R Markdown tricks for generating HTML reports

Formatting tables, Interactive map viewer, etc.

 1488 words  |   7-min read  |    R, R Markdown, knitr, HTML


2021-06-rmd-tricks/rstudio-rmd-knit.jpg

TL;DR

Rmarkdown (and markdown) are crazily useful to generate documents. I am always surprised many functions that I believe required manual edits the actually available as functions in knitr.

The details and flexibility of extending your Rmd is fully listed in the R Markdown Cookbook. Here is a list of selected packages and functions I find extremely useful (for my routine works, at least).

This list may be continuously updating, as I always learn new things about R. Though, I may not have time to write many paragraphs.

Last updated: 3 Aug 2021


Automatically update the last edited/updated date

Scenario

The rmarkdown document is continuously updating that there will exist various verison of the report. To differentiate between them, it is needed to show the last updated date on the top of the document.

Solution

This one-liner from Stack Overflow does the trick.

---
date: '`r format(Sys.time(), "%d %B, %Y")`'
---

Explanation

knitr evaluates the r expressions (both inline and block) to create a markdown before passing it to pandoc to convert the markdown to HTML report. Therefore, it is possible to write r expressions inside the YAML header. The inline expression above calls R to get the current time (Sys.time())when the document is “knitted”, and then format the date (format(Sys.time(), "%d %B, %Y")) to human readable format.

A full table of POSIXct formats (i.e. the magical "%d %B, %Y" argument above) is also summarised in Chapter 4 of R Markdown Cookbook.

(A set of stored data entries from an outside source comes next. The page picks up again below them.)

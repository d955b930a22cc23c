//! Evolution API client for WhatsApp message delivery.
//!
//! Provides [`WhatsAppClient`], a thin HTTP client over an Evolution API
//! instance, and implements [`notify_core::MessageTransport`] so the
//! delivery worker can send through it.

pub mod client;
pub mod config;
pub mod error;

pub use client::WhatsAppClient;
pub use config::GatewayConfig;
pub use error::GatewayError;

SIDENOTE: even though I am in line with xkcd that ISO 8601 is the best way to indicate date, not all viewers agree on this. To avoid ambiguity between the date number and the month number, I usually format the month using its full name. I don’t want to involve in the war of arguing whether 11-10-2018 means 11th October 2018 or 10th November 2018.


Add id tag and further style images

Scenario

One of the plots is special and important. I would like to emphasise it by adding some additional CSS properties, say 1. align the plot to center and 2. add a red outline.

Solution

  1. Add an out.extra chunk option and specify the id of the generated plot.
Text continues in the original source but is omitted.